YOUR TASK:
Search the records below for the string "TomlConfig", and report each line that contains it.
-- Opening Marker --
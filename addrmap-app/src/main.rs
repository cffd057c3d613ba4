//! addrmap - register addresses and show them as map markers
//!
//! Command-line front end: `register` plays the registration form, the other
//! subcommands play the map screen and its record list.

use addrmap_app::models::MapViewState;
use addrmap_app::services::{
    FixedLocation, Geocoder, MapSyncController, Navigator, NominatimGeocoder, RegistrationWorkflow,
};
use addrmap_common::config::{
    default_config_path, load_toml_config, RootFolderInitializer, RootFolderResolver, TomlConfig,
};
use addrmap_common::events::{AppEvent, EventBus, View};
use addrmap_common::{
    Coordinate, FileKeyValueStore, FormFields, KeyValueStore, MemoryKeyValueStore, RecordStore,
};
use anyhow::{anyhow, bail, Result};
use clap::{Parser, Subcommand};
use std::path::PathBuf;
use std::sync::Arc;
use tokio::sync::broadcast;
use tracing::{debug, info};
use tracing_subscriber::EnvFilter;

#[derive(Debug, Parser)]
#[command(name = "addrmap", version, about = "Register addresses and show them on a map")]
struct Cli {
    /// Data folder (overrides ADDRMAP_ROOT_FOLDER and the config file)
    #[arg(long)]
    root_folder: Option<PathBuf>,

    /// Config file (default: platform config dir, addrmap/config.toml)
    #[arg(long)]
    config: Option<PathBuf>,

    /// Keep records in memory only
    #[arg(long)]
    ephemeral: bool,

    /// Device latitude
    #[arg(long, requires = "lon", allow_hyphen_values = true)]
    lat: Option<f64>,

    /// Device longitude
    #[arg(long, requires = "lat", allow_hyphen_values = true)]
    lon: Option<f64>,

    #[command(subcommand)]
    command: Command,
}

#[derive(Debug, Subcommand)]
enum Command {
    /// Geocode an address and store it
    Register {
        #[arg(long, default_value = "")]
        name: String,
        #[arg(long, default_value = "")]
        street: String,
        #[arg(long, default_value = "")]
        number: String,
        #[arg(long, default_value = "")]
        city: String,
        #[arg(long, default_value = "")]
        state: String,
    },
    /// Show the record list
    List,
    /// Show the map markers and the device position
    Markers,
    /// Center the map on a record
    Focus { index: usize },
    /// Delete a record
    Delete { index: usize },
}

#[tokio::main]
async fn main() -> Result<()> {
    let cli = Cli::parse();

    let config = match cli.config.clone().or_else(default_config_path) {
        Some(path) => load_toml_config(&path)?,
        None => TomlConfig::default(),
    };

    tracing_subscriber::fmt()
        .with_env_filter(
            EnvFilter::try_from_default_env()
                .unwrap_or_else(|_| EnvFilter::new(&config.logging.level)),
        )
        .with_writer(std::io::stderr)
        .init();

    debug!(
        "Starting addrmap v{} [{}] built {} ({})",
        env!("CARGO_PKG_VERSION"),
        env!("GIT_HASH"),
        env!("BUILD_TIMESTAMP"),
        env!("BUILD_PROFILE")
    );

    let backend: Arc<dyn KeyValueStore> = if cli.ephemeral {
        info!("Using in-memory store");
        Arc::new(MemoryKeyValueStore::new())
    } else {
        let root_folder = RootFolderResolver::new()
            .with_cli_arg(cli.root_folder.clone())
            .with_toml(&config)
            .resolve();
        let initializer = RootFolderInitializer::new(root_folder);
        initializer.ensure_directory_exists()?;
        info!("Store: {}", initializer.store_path().display());
        Arc::new(FileKeyValueStore::new(initializer.store_path()))
    };

    let location = match (cli.lat, cli.lon) {
        (Some(lat), Some(lon)) => FixedLocation::new(Some(Coordinate::new(lat, lon)?)),
        _ => FixedLocation::from_config(config.location.as_ref()).map_err(|e| anyhow!(e))?,
    };

    let bus = EventBus::new(64);
    let mut events = bus.subscribe();

    let mut map = MapSyncController::new(RecordStore::new(backend.clone()), config.map.zoom_delta)
        .with_event_bus(bus.clone());
    map.activate(&location).await;
    let mut navigator = Navigator::new(View::Map, bus.clone());
    pump_events(&mut events, &mut navigator, &mut map).await;

    match cli.command {
        Command::Register {
            name,
            street,
            number,
            city,
            state,
        } => {
            navigator.navigate(View::Register);

            let geocoder: Arc<dyn Geocoder> = Arc::new(
                NominatimGeocoder::new(&config.geocoder).map_err(|e| anyhow!(e))?,
            );
            let mut workflow = RegistrationWorkflow::new(geocoder, RecordStore::new(backend))
                .with_event_bus(bus.clone());

            let form = FormFields::new(name, street, number, city, state);
            let outcome = workflow.submit(&form).await;
            if !outcome.is_done() {
                bail!("{}", outcome.user_message());
            }
            println!("{}", outcome.user_message());

            // Back on the map: the activation event triggers the reload
            pump_events(&mut events, &mut navigator, &mut map).await;
            print_markers(&map);
        }
        Command::List => {
            for entry in map.record_list() {
                println!("[{}] {}", entry.index, entry.name);
            }
        }
        Command::Markers => print_markers(&map),
        Command::Focus { index } => {
            if !map.select(index) {
                bail!("No record at index {}", index);
            }
            if let Some(region) = map.viewport() {
                println!(
                    "Camera: {:.6}, {:.6} (span {} x {})",
                    region.center.latitude,
                    region.center.longitude,
                    region.latitude_delta,
                    region.longitude_delta
                );
            }
        }
        Command::Delete { index } => {
            if index >= map.records().len() {
                bail!("No record at index {}", index);
            }
            let name = map.records()[index].name.clone();
            map.delete_at(index).await?;
            println!("Deleted {}", name);
        }
    }

    Ok(())
}

/// Deliver queued events to the navigator and the map until the queue is empty
async fn pump_events<S: KeyValueStore>(
    events: &mut broadcast::Receiver<AppEvent>,
    navigator: &mut Navigator,
    map: &mut MapSyncController<S>,
) {
    loop {
        match events.try_recv() {
            Ok(event) => {
                navigator.handle_event(&event);
                map.handle_event(&event).await;
            }
            Err(broadcast::error::TryRecvError::Lagged(_)) => map.on_focus().await,
            Err(_) => break,
        }
    }
}

fn print_markers<S: KeyValueStore>(map: &MapSyncController<S>) {
    match map.view_state() {
        MapViewState::LocationError(message) => println!("Location: {}", message),
        MapViewState::Loading => println!("Location: loading..."),
        MapViewState::Ready => {
            if let Some(here) = map.position_marker() {
                println!(
                    "{}: {:.6}, {:.6}",
                    here.title, here.coordinate.latitude, here.coordinate.longitude
                );
            }
        }
    }

    for (index, marker) in map.markers().iter().enumerate() {
        println!(
            "[{}] {} ({}) @ {:.6}, {:.6}",
            index,
            marker.title,
            marker.description,
            marker.coordinate.latitude,
            marker.coordinate.longitude
        );
    }
}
-- Closing Marker --
EXPECTED ANSWER:
    default_config_path, load_toml_config, RootFolderInitializer, RootFolderResolver, TomlConfig,
        None => TomlConfig::default(),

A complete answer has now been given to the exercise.